#### Work required:
Write out each entry word for word.

:: Data shown

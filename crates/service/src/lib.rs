//! Owner-scoped orchestration over the document store.
//!
//! This crate is the boundary the UI talks to. Each service wires the domain
//! aggregates (orders, quotes, customers) to a [`DocumentStore`] backend and
//! enforces the cross-cutting rules the aggregates cannot see on their own:
//!
//! - every operation runs on behalf of an authenticated owner
//!   ([`OwnerContext`]), checked before storage is touched;
//! - sequence numbers come from the [`SequenceAllocator`], whose counter
//!   bump is the only transactional operation in the system;
//! - reads filter soft-deleted records and re-check ownership;
//! - the two cross-aggregate writes (customer totals at first payment,
//!   quote approval) surface partial failure instead of swallowing it.
//!
//! [`DocumentStore`]: atelier_store::DocumentStore

pub mod allocator;
pub mod context;
pub mod customers;
mod documents;
pub mod error;
pub mod orders;
pub mod quotes;

pub use allocator::SequenceAllocator;
pub use context::OwnerContext;
pub use customers::CustomerService;
pub use error::{ServiceError, ServiceResult};
pub use orders::OrderService;
pub use quotes::QuoteService;
//! Record trait: the shape every stored document shares.

use chrono::{DateTime, Utc};

use crate::id::OwnerId;

/// Minimal interface of an owner-scoped, soft-deletable document.
///
/// Implemented by the aggregate types that live in their own collection.
/// The service layer leans on this to enforce ownership and tombstone
/// checks uniformly on every load.
pub trait Record {
    /// Collection the record lives in.
    const COLLECTION: &'static str;

    /// Strongly-typed record identifier.
    type Id: Clone + Eq + core::hash::Hash + core::fmt::Debug + core::fmt::Display;

    /// Returns the record identifier.
    fn id(&self) -> &Self::Id;

    /// Owner the record is scoped to.
    fn owner_id(&self) -> &OwnerId;

    /// Soft-delete timestamp, if the record has been deleted.
    fn deleted_at(&self) -> Option<DateTime<Utc>>;

    fn is_deleted(&self) -> bool {
        self.deleted_at().is_some()
    }
}
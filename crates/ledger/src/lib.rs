//! Payment tracking for orders.
//!
//! The ledger never decides amounts; it derives status from whatever totals
//! the owning record feeds it, and keeps that derivation in exactly one place.

pub mod payment;

pub use payment::{PaymentEntry, PaymentLedger, PaymentMethod, PaymentStatus};
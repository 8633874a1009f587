//! Tracing/logging initialization.
//!
//! Emits JSON lines so service logs can be shipped as-is; the filter is
//! configurable through `RUST_LOG` and defaults to `info`.

use tracing_subscriber::EnvFilter;

/// Initialize tracing/logging for the process.
///
/// Safe to call multiple times (subsequent calls are no-ops).
pub fn init() {
    let filter = EnvFilter::try_from_default_env().unwrap_or_else(|_| EnvFilter::new("info"));

    // JSON logs + timestamps, configurable via RUST_LOG.
    let _ = tracing_subscriber::fmt()
        .with_env_filter(filter)
        .json()
        .with_timer(tracing_subscriber::fmt::time::SystemTime)
        .with_target(false)
        .try_init();
}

::::

#### Written response:
filename crates/service/src/lib.rs
//! Owner-scoped orchestration over the document store.
//!
//! This crate is the boundary the UI talks to. Each service wires the domain
//! aggregates (orders, quotes, customers) to a [`DocumentStore`] backend and
//! enforces the cross-cutting rules the aggregates cannot see on their own:
//!
//! - every operation runs on behalf of an authenticated owner
//!   ([`OwnerContext`]), checked before storage is touched;
//! - sequence numbers come from the [`SequenceAllocator`], whose counter
//!   bump is the only transactional operation in the system;
//! - reads filter soft-deleted records and re-check ownership;
//! - the two cross-aggregate writes (customer totals at first payment,
//!   quote approval) surface partial failure instead of swallowing it.
//!
//! [`DocumentStore`]: atelier_store::DocumentStore

pub mod allocator;
pub mod context;
pub mod customers;
mod documents;
pub mod error;
pub mod orders;
pub mod quotes;

pub use allocator::SequenceAllocator;
pub use context::OwnerContext;
pub use customers::CustomerService;
pub use error::{ServiceError, ServiceResult};
pub use orders::OrderService;
pub use quotes::QuoteService;
//! Record trait: the shape every stored document shares.

use chrono::{DateTime, Utc};

use crate::id::OwnerId;

/// Minimal interface of an owner-scoped, soft-deletable document.
///
/// Implemented by the aggregate types that live in their own collection.
/// The service layer leans on this to enforce ownership and tombstone
/// checks uniformly on every load.
pub trait Record {
    /// Collection the record lives in.
    const COLLECTION: &'static str;

    /// Strongly-typed record identifier.
    type Id: Clone + Eq + core::hash::Hash + core::fmt::Debug + core::fmt::Display;

    /// Returns the record identifier.
    fn id(&self) -> &Self::Id;

    /// Owner the record is scoped to.
    fn owner_id(&self) -> &OwnerId;

    /// Soft-delete timestamp, if the record has been deleted.
    fn deleted_at(&self) -> Option<DateTime<Utc>>;

    fn is_deleted(&self) -> bool {
        self.deleted_at().is_some()
    }
}
filename crates/ledger/src/lib.rs
//! Payment tracking for orders.
//!
//! The ledger never decides amounts; it derives status from whatever totals
//! the owning record feeds it, and keeps that derivation in exactly one place.

pub mod payment;

pub use payment::{PaymentEntry, PaymentLedger, PaymentMethod, PaymentStatus};
repository 8633874a1009f587
//! Tracing/logging initialization.
//!
//! Emits JSON lines so service logs can be shipped as-is; the filter is
//! configurable through `RUST_LOG` and defaults to `info`.

use tracing_subscriber::EnvFilter;

/// Initialize tracing/logging for the process.
///
/// Safe to call multiple times (subsequent calls are no-ops).
pub fn init() {
    let filter = EnvFilter::try_from_default_env().unwrap_or_else(|_| EnvFilter::new("info"));

    // JSON logs + timestamps, configurable via RUST_LOG.
    let _ = tracing_subscriber::fmt()
        .with_env_filter(filter)
        .json()
        .with_timer(tracing_subscriber::fmt::time::SystemTime)
        .with_target(false)
        .try_init();
}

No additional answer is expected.